[INFORMATION SUPPLIED — start]
//! Retrieval of installed seccomp BPF programs via `PTRACE_SECCOMP_GET_FILTER`.
//!
//! The kernel does not report a program's length up front, so each read is two requests:
//! one with no buffer, which returns the instruction count, and one with a buffer of
//! exactly that many instructions.
//!
//! Filters are indexed in the order they were installed: index 0 is the first filter the
//! process (or an ancestor) installed, and the highest valid index is the most recent.

use std::ptr;

use nix::errno::Errno;
use tracing::{debug, trace};

use crate::error::{Error, Result};
use crate::Pid;

#[cfg(all(target_os = "linux", target_env = "gnu"))]
type Request = libc::c_uint;

#[cfg(not(all(target_os = "linux", target_env = "gnu")))]
type Request = libc::c_int;

/// Linux constant defined in `include/uapi/linux/ptrace.h`.
const PTRACE_SECCOMP_GET_FILTER: Request = 0x420c;

/// A classic BPF instruction, laid out exactly as `struct sock_filter`.
#[repr(C)]
#[derive(Clone, Copy, Debug, Default, Eq, PartialEq, Hash)]
pub struct Instruction {
    pub code: u16,
    pub jt: u8,
    pub jf: u8,
    pub k: u32,
}

impl Instruction {
    /// Size of one instruction in the kernel's representation.
    pub const SIZE: usize = 8;

    pub const fn new(code: u16, jt: u8, jf: u8, k: u32) -> Self {
        Self { code, jt, jf, k }
    }

    /// Raw bytes of the instruction, in native byte order.
    pub fn to_bytes(&self) -> [u8; Self::SIZE] {
        let mut bytes = [0u8; Self::SIZE];
        bytes[0..2].copy_from_slice(&self.code.to_ne_bytes());
        bytes[2] = self.jt;
        bytes[3] = self.jf;
        bytes[4..8].copy_from_slice(&self.k.to_ne_bytes());
        bytes
    }
}

/// An installed seccomp filter, as read from the kernel.
#[derive(Clone, Debug, Eq, PartialEq, Hash)]
pub struct SeccompProgram {
    index: usize,
    instructions: Vec<Instruction>,
}

impl SeccompProgram {
    /// Position of this filter in the process's filter chain.
    pub fn index(&self) -> usize {
        self.index
    }

    pub fn instructions(&self) -> &[Instruction] {
        &self.instructions
    }

    pub fn len(&self) -> usize {
        self.instructions.len()
    }

    pub fn is_empty(&self) -> bool {
        self.instructions.is_empty()
    }

    /// The program as raw bytes, the format consumed by BPF disassemblers.
    pub fn to_bytes(&self) -> Vec<u8> {
        self.instructions
            .iter()
            .flat_map(|insn| insn.to_bytes())
            .collect()
    }

    pub fn into_instructions(self) -> Vec<Instruction> {
        self.instructions
    }
}

impl AsRef<[Instruction]> for SeccompProgram {
    fn as_ref(&self) -> &[Instruction] {
        &self.instructions
    }
}

/// Read the seccomp filter at `index` from the stopped tracee `pid`.
///
/// Fails with [`Error::NoSuchFilter`] if there is no filter at `index`, including when the
/// process has no filters at all. Reading filters requires `CAP_SYS_ADMIN`, and that the
/// caller is not itself running under seccomp; otherwise the kernel refuses with
/// [`Error::PermissionOrOwnership`].
pub fn read(pid: Pid, index: usize) -> Result<SeccompProgram> {
    read_with(pid, index, |buf| get_filter(pid, index, buf))
}

// Two-phase read over `fetch`, which has the contract of `get_filter()` for a fixed index.
fn read_with<F>(pid: Pid, index: usize, mut fetch: F) -> Result<SeccompProgram>
where
    F: FnMut(Option<&mut [Instruction]>) -> Result<usize>,
{
    let count = fetch(None)?;
    trace!(pid = pid.as_raw(), index, count, "queried seccomp filter length");

    let mut instructions = vec![Instruction::default(); count];
    let written = fetch(Some(&mut instructions))?;

    if written != count {
        return Err(Error::KernelTransferMismatch {
            pid,
            what: "seccomp filter instructions",
            expected: count,
            actual: written,
        });
    }

    debug!(pid = pid.as_raw(), index, len = count, "read seccomp filter");

    Ok(SeccompProgram { index, instructions })
}

/// Read consecutive filters starting at index 0, until there are no more or `limit`
/// filters have been read.
pub fn read_all(pid: Pid, limit: impl Into<Option<usize>>) -> Result<Vec<SeccompProgram>> {
    let limit = limit.into();
    let mut programs = vec![];

    for index in 0.. {
        if Some(index) == limit {
            break;
        }

        match read(pid, index) {
            Ok(program) => programs.push(program),
            Err(Error::NoSuchFilter { .. }) => break,
            Err(err) => return Err(err),
        }
    }

    Ok(programs)
}

// Issue one `PTRACE_SECCOMP_GET_FILTER` request. With no buffer, the kernel returns the
// length of the filter at `index`. With a buffer, it copies the filter in and returns the
// number of instructions copied.
fn get_filter(pid: Pid, index: usize, buf: Option<&mut [Instruction]>) -> Result<usize> {
    let data = match buf {
        Some(buf) => buf.as_mut_ptr() as *mut libc::c_void,
        None => ptr::null_mut(),
    };

    // SAFETY: with a null `data`, the kernel writes nothing. Otherwise, `data` points to a
    // buffer sized by a preceding length query for the same `index`. Installed filters are
    // immutable, and the tracee is held in ptrace-stop, so the kernel writes that many
    // `struct sock_filter` records, which `Instruction` is layout-compatible with.
    let res = unsafe {
        libc::ptrace(
            PTRACE_SECCOMP_GET_FILTER,
            pid.as_raw(),
            index as *mut libc::c_void,
            data,
        )
    };

    match Errno::result(res) {
        Ok(count) => Ok(count as usize),
        Err(source @ (Errno::ENOENT | Errno::EINVAL)) => {
            Err(Error::NoSuchFilter { pid, index, source })
        },
        Err(errno) => Err(Error::from_errno(pid, errno)),
    }
}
[INFORMATION SUPPLIED — finish]
## PROBLEM TO WORK ON
Consider the material above. Report how many of its lines contain the word "None", and nothing more.

## WRITTEN RESPONSE
2